The stock market face plant last week proves one thing. The investor economy is based on human cruelty. Repeatedly analysts gave a reason for the mini-crash in the stock market: Fear of wages finally moving upward. Investors like it when wages don’t keep pace with inflation, but the moment they fear that wages might increase the stock market tanks.
Analysts explained that higher wages would lead to inflation, which makes investors look smart, not cruel. So, was inflation the real reason, or was it just about higher wages?
It’s About Wages Stupid
Fortunately, this week gave us the answer. The measure of inflation is the Consumer Price Index (CPI.) This week the latest CPI report came out for January. If the CPI was up, it would confirm the fear of inflation, if not, then all was well and the stock market would continue to climb.
The CPI news?
The CPI went up, big time. It was confirmed. Inflation is here…but wait, where is the big fall in the stock market? Why is it going up? You guys, it’s inflation! You’re not supposed to invest when inflation is on the rise! That’s what you said last week!
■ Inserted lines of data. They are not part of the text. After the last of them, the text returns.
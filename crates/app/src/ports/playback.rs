//! Playback port — control of the music service on behalf of an accessory.

use std::future::Future;

use rusty_spotify_domain::error::BridgeError;
use rusty_spotify_domain::playback::{PlaybackState, SpotifyDevice};

/// Volume reported when the music service cannot tell.
pub const FALLBACK_VOLUME: u8 = 100;

/// Remote control of the user's playback.
pub trait PlaybackApi: Send + Sync {
    /// Start or resume playback, optionally on a specific device.
    fn play(&self, device_id: Option<&str>)
    -> impl Future<Output = Result<(), BridgeError>> + Send;

    /// Pause playback on the active device.
    fn pause(&self) -> impl Future<Output = Result<(), BridgeError>> + Send;

    /// Current playback, or `None` when nothing is active.
    fn playback_state(
        &self,
    ) -> impl Future<Output = Result<Option<PlaybackState>, BridgeError>> + Send;

    /// Set the volume of `device_id`, or of the active device when `None`.
    fn set_volume(
        &self,
        percent: u8,
        device_id: Option<&str>,
    ) -> impl Future<Output = Result<(), BridgeError>> + Send;

    /// Devices currently available to the account.
    fn devices(&self) -> impl Future<Output = Result<Vec<SpotifyDevice>, BridgeError>> + Send;

    /// Whether music is playing, on `device_id` when given.
    fn is_playing(
        &self,
        device_id: Option<&str>,
    ) -> impl Future<Output = Result<bool, BridgeError>> + Send {
        async move {
            Ok(self
                .playback_state()
                .await?
                .is_some_and(|state| state.is_playing_on(device_id)))
        }
    }

    /// Volume of `device_id`, or of the active device when `None`.
    ///
    /// Falls back to [`FALLBACK_VOLUME`] when the device reports none.
    fn volume(
        &self,
        device_id: Option<&str>,
    ) -> impl Future<Output = Result<u8, BridgeError>> + Send {
        async move {
            let volume = match device_id {
                Some(id) => self
                    .devices()
                    .await?
                    .into_iter()
                    .find(|device| device.id.as_deref() == Some(id))
                    .and_then(|device| device.volume_percent),
                None => self
                    .playback_state()
                    .await?
                    .and_then(|state| state.device.volume_percent),
            };
            Ok(volume.unwrap_or(FALLBACK_VOLUME))
        }
    }
}
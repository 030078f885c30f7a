//! Accessories published by platforms at runtime.

use std::sync::{Mutex, MutexGuard, PoisonError};

use rusty_spotify_domain::accessory::PlatformAccessory;

use crate::ports::AccessoryRegistry;

/// An accessory together with the platform that published it.
#[derive(Debug, Clone)]
pub struct PublishedAccessory {
    pub plugin_name: String,
    pub platform_name: String,
    pub accessory: PlatformAccessory,
}

/// In-memory [`AccessoryRegistry`]; one entry per accessory UUID.
#[derive(Debug, Default)]
pub struct LocalAccessoryRegistry {
    published: Mutex<Vec<PublishedAccessory>>,
}

impl LocalAccessoryRegistry {
    fn lock(&self) -> MutexGuard<'_, Vec<PublishedAccessory>> {
        self.published.lock().unwrap_or_else(PoisonError::into_inner)
    }

    /// Every published accessory, in publication order.
    #[must_use]
    pub fn accessories(&self) -> Vec<PlatformAccessory> {
        self.lock().iter().map(|p| p.accessory.clone()).collect()
    }

    #[must_use]
    pub fn published(&self) -> Vec<PublishedAccessory> {
        self.lock().clone()
    }

    /// Accessories published under `plugin_name`/`platform_name`.
    #[must_use]
    pub fn accessories_of(&self, plugin_name: &str, platform_name: &str) -> Vec<PlatformAccessory> {
        self.lock()
            .iter()
            .filter(|p| p.plugin_name == plugin_name && p.platform_name == platform_name)
            .map(|p| p.accessory.clone())
            .collect()
    }
}

impl AccessoryRegistry for LocalAccessoryRegistry {
    fn register_platform_accessories(
        &self,
        plugin_name: &str,
        platform_name: &str,
        accessories: Vec<PlatformAccessory>,
    ) {
        let mut published = self.lock();
        for accessory in accessories {
            tracing::debug!(
                plugin = plugin_name,
                platform = platform_name,
                uuid = %accessory.uuid(),
                name = accessory.display_name(),
                "publishing accessory"
            );
            let entry = PublishedAccessory {
                plugin_name: plugin_name.to_string(),
                platform_name: platform_name.to_string(),
                accessory,
            };
            match published
                .iter_mut()
                .find(|p| p.accessory.uuid() == entry.accessory.uuid())
            {
                Some(existing) => *existing = entry,
                None => published.push(entry),
            }
        }
    }

    fn unregister_platform_accessories(
        &self,
        plugin_name: &str,
        platform_name: &str,
        accessories: Vec<PlatformAccessory>,
    ) {
        let mut published = self.lock();
        let before = published.len();
        published.retain(|p| {
            p.plugin_name != plugin_name
                || p.platform_name != platform_name
                || !accessories.iter().any(|a| a.uuid() == p.accessory.uuid())
        });
        tracing::debug!(
            plugin = plugin_name,
            platform = platform_name,
            removed = before - published.len(),
            "unpublished accessories"
        );
    }
}

#[cfg(test)]
mod tests {
    use super::*;
    use rusty_spotify_domain::id::AccessoryUuid;

    fn accessory(name: &str) -> PlatformAccessory {
        PlatformAccessory::new(name, AccessoryUuid::generate(name)).unwrap()
    }

    #[test]
    fn should_record_published_accessories() {
        let registry = LocalAccessoryRegistry::default();
        registry.register_platform_accessories(
            "plugin",
            "Spotify",
            vec![accessory("Kitchen"), accessory("Bedroom")],
        );

        let published = registry.published();
        assert_eq!(published.len(), 2);
        assert_eq!(published[0].plugin_name, "plugin");
        assert_eq!(published[0].platform_name, "Spotify");
        assert_eq!(registry.accessories_of("plugin", "Spotify").len(), 2);
        assert!(registry.accessories_of("plugin", "Other").is_empty());
    }

    #[test]
    fn should_replace_accessory_with_same_uuid() {
        let registry = LocalAccessoryRegistry::default();
        let first = accessory("Kitchen");
        let second = PlatformAccessory::new("Kitchen again", first.uuid()).unwrap();

        registry.register_platform_accessories("plugin", "Spotify", vec![first]);
        registry.register_platform_accessories("plugin", "Spotify", vec![second]);

        let accessories = registry.accessories();
        assert_eq!(accessories.len(), 1);
        assert_eq!(accessories[0].display_name(), "Kitchen again");
    }

    #[test]
    fn should_remove_unregistered_accessories_by_uuid() {
        let registry = LocalAccessoryRegistry::default();
        let kitchen = accessory("Kitchen");
        registry.register_platform_accessories(
            "plugin",
            "Spotify",
            vec![kitchen.clone(), accessory("Bedroom")],
        );

        registry.unregister_platform_accessories("plugin", "Spotify", vec![kitchen]);

        let accessories = registry.accessories();
        assert_eq!(accessories.len(), 1);
        assert_eq!(accessories[0].display_name(), "Bedroom");
    }

    #[test]
    fn should_only_unregister_accessories_of_the_calling_platform() {
        let registry = LocalAccessoryRegistry::default();
        let kitchen = accessory("Kitchen");
        registry.register_platform_accessories("plugin", "Spotify", vec![kitchen.clone()]);

        registry.unregister_platform_accessories("plugin", "Other", vec![kitchen.clone()]);
        registry.unregister_platform_accessories("other-plugin", "Spotify", vec![kitchen]);

        assert_eq!(registry.accessories_of("plugin", "Spotify").len(), 1);
    }

    #[test]
    fn should_ignore_unregistering_unknown_accessory() {
        let registry = LocalAccessoryRegistry::default();
        registry.register_platform_accessories("plugin", "Spotify", vec![accessory("Kitchen")]);
        registry.unregister_platform_accessories("plugin", "Spotify", vec![accessory("Garage")]);
        assert_eq!(registry.accessories().len(), 1);
    }
}
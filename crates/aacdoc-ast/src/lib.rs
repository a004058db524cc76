//! aacdoc-ast - Document block definitions
//!
//! This crate provides the renderer-agnostic block model produced by the
//! layout engine and consumed by the PDF, DOCX and preview backends.

pub mod block;
pub mod document;

pub use block::{
    numbered, Alignment, Block, ColumnSpec, GridTable, Heading, KeyValueRow, NumberedList,
    Paragraph, KEY_VALUE_COLUMNS,
};
pub use document::{Document, DocumentMeta};

/// Crate version
pub const VERSION: &str = env!("CARGO_PKG_VERSION");
//! Chat-completions client for structured content
//!
//! Requests use a strict `json_schema` response format built from the
//! content schema, so the reply is a JSON document the core crate can parse.
//! Prompts and replies are only logged at debug level.

use std::time::{Duration, Instant};

use reqwest::header::{AUTHORIZATION, CONTENT_TYPE, USER_AGENT};
use reqwest::Client;
use serde::{Deserialize, Serialize};
use serde_json::{json, Value};
use tracing::{debug, info, instrument};

use crate::error::{ClientError, Result};

/// Default OpenAI-compatible base URL
pub const DEFAULT_LLM_URL: &str = "https://api.openai.com/v1";
/// Model used for the lesson plan and worksheet
pub const DEFAULT_ASSET_MODEL: &str = "gpt-4o-mini";
/// Model used for the evaluation rubric
pub const DEFAULT_EVALUATION_MODEL: &str = "o3";

const COMPLETIONS_ENDPOINT: &str = "chat/completions";

/// Client for an OpenAI-compatible chat-completions endpoint
#[derive(Debug, Clone)]
pub struct LlmClient {
    base_url: String,
    api_key: String,
    client: Client,
}

impl LlmClient {
    /// Create a client for the default endpoint
    pub fn new(api_key: impl Into<String>) -> Result<Self> {
        Self::with_url(DEFAULT_LLM_URL, api_key)
    }

    /// Create a client for a custom endpoint
    pub fn with_url(base_url: impl Into<String>, api_key: impl Into<String>) -> Result<Self> {
        let base_url = base_url.into().trim_end_matches('/').to_string();
        // Reasoning models can take minutes on long prompts
        let client = Client::builder().timeout(Duration::from_secs(300)).build()?;
        Ok(Self {
            base_url,
            api_key: api_key.into(),
            client,
        })
    }

    /// Get the base URL
    pub fn base_url(&self) -> &str {
        &self.base_url
    }

    /// Run one system prompt and return the raw JSON text of the reply
    #[instrument(level = "info", skip(self, system, schema), fields(model = %model))]
    pub async fn complete_json(
        &self,
        model: &str,
        system: &str,
        schema_name: &str,
        schema: Value,
    ) -> Result<String> {
        let url = format!("{}/{}", self.base_url, COMPLETIONS_ENDPOINT);
        let request = ChatCompletionRequest {
            model: model.to_string(),
            messages: vec![ChatMessageReq {
                role: "system".into(),
                content: system.into(),
            }],
            response_format: ResponseFormat {
                kind: "json_schema".into(),
                json_schema: JsonSchemaFormat {
                    name: schema_name.to_string(),
                    strict: true,
                    schema,
                },
            },
        };
        debug!(prompt = system, "sending completion request");

        let start = Instant::now();
        let response = self
            .client
            .post(&url)
            .header(USER_AGENT, concat!("aacdoc/", env!("CARGO_PKG_VERSION")))
            .header(CONTENT_TYPE, "application/json")
            .header(AUTHORIZATION, format!("Bearer {}", self.api_key))
            .json(&request)
            .send()
            .await?;

        let status = response.status();
        if !status.is_success() {
            let body = response.text().await.unwrap_or_default();
            let message = extract_error_message(&body).unwrap_or(body);
            return Err(ClientError::Api {
                endpoint: COMPLETIONS_ENDPOINT.to_string(),
                status: status.as_u16(),
                message,
            });
        }

        let body: ChatCompletionResponse = response.json().await?;
        if let Some(usage) = &body.usage {
            info!(
                prompt_tokens = ?usage.prompt_tokens,
                completion_tokens = ?usage.completion_tokens,
                elapsed = ?start.elapsed(),
                "completion received"
            );
        }

        let text = reply_content(body)
            .ok_or_else(|| ClientError::EmptyContent(schema_name.to_string()))?;
        debug!(reply = %text, "completion content");
        Ok(text)
    }
}

/// Content of the first choice, unless it is missing, blank or a refusal
fn reply_content(body: ChatCompletionResponse) -> Option<String> {
    let message = body.choices.into_iter().next()?.message;
    if message.refusal.is_some() {
        return None;
    }
    message.content.filter(|c| !c.trim().is_empty())
}

#[derive(Serialize)]
struct ChatCompletionRequest {
    model: String,
    messages: Vec<ChatMessageReq>,
    response_format: ResponseFormat,
}

#[derive(Serialize)]
struct ChatMessageReq {
    role: String,
    content: String,
}

#[derive(Serialize)]
struct ResponseFormat {
    #[serde(rename = "type")]
    kind: String,
    json_schema: JsonSchemaFormat,
}

#[derive(Serialize)]
struct JsonSchemaFormat {
    name: String,
    strict: bool,
    schema: Value,
}

#[derive(Deserialize)]
struct ChatCompletionResponse {
    choices: Vec<ChatChoice>,
    #[serde(default)]
    usage: Option<Usage>,
}

#[derive(Deserialize)]
struct ChatChoice {
    message: ChatMessageResp,
}

#[derive(Deserialize)]
struct ChatMessageResp {
    content: Option<String>,
    #[serde(default)]
    refusal: Option<String>,
}

#[derive(Deserialize)]
struct Usage {
    #[serde(default)]
    prompt_tokens: Option<u32>,
    #[serde(default)]
    completion_tokens: Option<u32>,
}

/// Pull `error.message` out of an error body
fn extract_error_message(body: &str) -> Option<String> {
    #[derive(Deserialize)]
    struct ErrorWrap {
        error: ErrorObj,
    }
    #[derive(Deserialize)]
    struct ErrorObj {
        message: String,
    }
    serde_json::from_str::<ErrorWrap>(body)
        .ok()
        .map(|w| w.error.message)
}

/// A strict object schema: every property required, nothing else allowed
fn object(properties: Value) -> Value {
    let required: Vec<String> = properties
        .as_object()
        .map(|props| props.keys().cloned().collect())
        .unwrap_or_default();
    json!({
        "type": "object",
        "properties": properties,
        "required": required,
        "additionalProperties": false,
    })
}

fn string() -> Value {
    json!({ "type": "string" })
}

fn array(items: Value) -> Value {
    json!({ "type": "array", "items": items })
}

fn titled_items() -> Value {
    array(object(json!({ "title": string(), "explanation": string() })))
}

fn questions() -> Value {
    array(object(json!({ "question": string() })))
}

/// Response schema for the lesson plan and worksheet
pub fn learning_asset_schema() -> Value {
    object(json!({
        "lesson_plan": object(json!({
            "title": string(),
            "objectives": string(),
            "content": array(string()),
            "teaching_methods": titled_items(),
            "teaching_steps": titled_items(),
            "assessment_methods": titled_items(),
        })),
        "worksheet": object(json!({
            "practice_questions": questions(),
            "activity_guides": array(object(json!({ "description": string() }))),
            "reflection_questions": questions(),
            "assessment_questions": questions(),
            "self_assessment_items": array(object(json!({ "item": string() }))),
            "collaborative_learning_activity": string(),
        })),
    }))
}

/// Response schema for the evaluation rubric
pub fn evaluation_schema() -> Value {
    object(json!({
        "evaluation_asset_title": string(),
        "evaluation_items": array(object(json!({
            "evaluation_item_title": string(),
            "evaluation_metric": string(),
            "score_descriptions": object(json!({
                "excellent_with_score_4": string(),
                "good_with_score_3": string(),
                "fair_with_score_2": string(),
                "needs_improvement_with_score_1": string(),
            })),
        }))),
    }))
}
#[cfg(test)]
mod tests {
    use super::*;

    fn grid(rows: Vec<Vec<String>>) -> GridTable {
        GridTable {
            header: vec!["評估項目".into(), "滿意(V)".into()],
            rows,
            columns: vec![
                ColumnSpec::new(8, Alignment::Center),
                ColumnSpec::new(3, Alignment::Center),
            ],
            wrap: true,
        }
    }

    #[test]
    fn test_escape_xml() {
        assert_eq!(escape_xml("<a & 'b'>"), "&lt;a &amp; &apos;b&apos;&gt;");
    }

    #[test]
    fn test_escape_xml_drops_forbidden_characters() {
        assert_eq!(escape_xml("a\u{0}b\u{0B}c\u{1F}d\u{FFFE}"), "abcd");
        assert_eq!(escape_xml("\t\u{FFFD}\u{1F600}"), "\t\u{FFFD}\u{1F600}");
    }

    #[test]
    fn test_control_characters_in_text_keep_document_readable() {
        let mut doc = Document::new();
        doc.push(Block::Title("教\u{0B}案".into()));
        doc.push(Block::key_value("教學\u{0}目標", vec!["洗\u{1}手".into()]));
        let bytes = DocxWriter::new().generate(&doc).unwrap();
        let body = crate::read_docx(&bytes).unwrap();
        assert_eq!(
            body[0],
            crate::BodyElement::Paragraph {
                style: Some("Title".into()),
                text: "教案".into()
            }
        );
        assert_eq!(
            crate::tables(&body)[0],
            &vec![vec!["教學目標".to_string(), "洗手".to_string()]]
        );
    }

    #[test]
    fn test_column_widths_fill_content_width() {
        assert_eq!(column_widths(&[1, 5]), vec![1560, 7800]);
        let widths = column_widths(&[8, 3, 3, 4]);
        assert_eq!(widths.iter().sum::<u32>(), CONTENT_WIDTH);
        assert_eq!(widths[0], CONTENT_WIDTH * 8 / 18);
        let equal = column_widths(&[1; 6]);
        assert_eq!(equal, vec![1560; 6]);
    }

    #[test]
    fn test_key_value_rows_form_one_table() {
        let mut doc = Document::new();
        doc.push(Block::key_value("教案名稱", vec!["洗手".into()]));
        doc.push(Block::key_value("教學內容", vec!["1. 甲".into(), "2. 乙".into()]));
        let xml = DocxWriter::new().generate_document_xml(&doc).unwrap();
        assert_eq!(xml.matches("<w:tbl>").count(), 1);
        assert_eq!(xml.matches("<w:tr>").count(), 2);
        assert_eq!(xml.matches("<w:tcW w:w=\"1560\"").count(), 2);
        assert_eq!(xml.matches("<w:tcW w:w=\"7800\"").count(), 2);
        assert_eq!(xml.matches("w:fill=\"D3D3D3\"").count(), 2);
        // Body lines are separate paragraphs
        assert!(xml.contains(">1. 甲</w:t>"));
        assert!(xml.contains(">2. 乙</w:t>"));
    }

    #[test]
    fn test_grid_table_has_header_row_and_cell_widths() {
        let mut doc = Document::new();
        doc.push(Block::GridTable(grid(vec![
            vec!["我會洗手".into(), String::new()],
            vec!["我會擦手".into(), String::new()],
        ])));
        let xml = DocxWriter::new().generate_document_xml(&doc).unwrap();
        assert_eq!(xml.matches("<w:tblHeader/>").count(), 1);
        assert_eq!(xml.matches("<w:tc>").count(), 6);
        assert_eq!(xml.matches("<w:tcW ").count(), 6);
        assert_eq!(xml.matches("<w:jc w:val=\"center\"/>").count(), 6);
    }

    #[test]
    fn test_header_only_grid_table() {
        let mut doc = Document::new();
        doc.push(Block::GridTable(grid(vec![])));
        let xml = DocxWriter::new().generate_document_xml(&doc).unwrap();
        assert_eq!(xml.matches("<w:tr>").count(), 1);
        // Trailing paragraph after the final table
        assert!(xml.contains("</w:tbl>\n<w:p/>\n<w:sectPr>"));
    }

    #[test]
    fn test_ragged_grid_table_is_rejected() {
        let mut doc = Document::new();
        doc.push(Block::GridTable(grid(vec![vec!["only one".into()]])));
        let err = DocxWriter::new().generate_document_xml(&doc).unwrap_err();
        assert!(matches!(err, OoxmlError::InvalidStructure(_)));
    }

    #[test]
    fn test_page_break_and_styles() {
        let mut doc = Document::new();
        doc.push(Block::Title("教案".into()));
        doc.push(Block::heading(2, "一、練習題"));
        doc.push(Block::PageBreak);
        doc.push(Block::paragraph("第一行\n第二行"));
        let xml = DocxWriter::new().generate_document_xml(&doc).unwrap();
        assert!(xml.contains("<w:pStyle w:val=\"Title\"/>"));
        assert!(xml.contains("<w:pStyle w:val=\"Heading2\"/>"));
        assert!(xml.contains("<w:pStyle w:val=\"BodyText\"/>"));
        assert_eq!(xml.matches("<w:br w:type=\"page\"/>").count(), 1);
        assert!(xml.contains("第一行</w:t><w:br/><w:t xml:space=\"preserve\">第二行"));
    }

    #[test]
    fn test_numbered_list_paragraphs() {
        let mut doc = Document::new();
        doc.push(Block::NumberedList(NumberedList::new(["甲", "乙", "丙"])));
        let xml = DocxWriter::new().generate_document_xml(&doc).unwrap();
        assert_eq!(xml.matches("<w:pStyle w:val=\"ListParagraph\"/>").count(), 3);
        assert!(xml.contains(">3. 丙</w:t>"));
    }

    #[test]
    fn test_letter_page_setup() {
        let xml = DocxWriter::new()
            .generate_document_xml(&Document::new())
            .unwrap();
        assert!(xml.contains("<w:pgSz w:w=\"12240\" w:h=\"15840\"/>"));
        assert!(xml.contains("w:top=\"1440\""));
    }

    #[test]
    fn test_package_parts() {
        let archive = DocxWriter::new().package(&Document::new()).unwrap();
        for part in [
            "[Content_Types].xml",
            "_rels/.rels",
            "word/_rels/document.xml.rels",
            "word/document.xml",
            "word/styles.xml",
            "word/settings.xml",
            "docProps/core.xml",
            "docProps/app.xml",
        ] {
            assert!(archive.contains(part), "missing {}", part);
        }
    }

    #[test]
    fn test_generate_is_deterministic() {
        let mut doc = Document::with_title("教案");
        doc.push(Block::Title("教案".into()));
        doc.push(Block::key_value("教案名稱", vec!["洗手".into()]));
        let a = DocxWriter::new().generate(&doc).unwrap();
        let b = DocxWriter::new().generate(&doc).unwrap();
        assert_eq!(a, b);
    }
}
No surprise here. Investors don’t like workers getting more pay. Inflation has nothing to do with investor fears. Eight straight months of increased consumer prices and January has the largest increase, so inflation is real, but investors don’t seem to care.
The truth is that corporations and investors don’t like higher wages for working people. It is a threat. Investors wear their heart on their stock chart when it comes to better wages. The steady growth in the stock market while wages remained stagnant for workers is the best indicator how a rising stock market reflects the depravity of investors.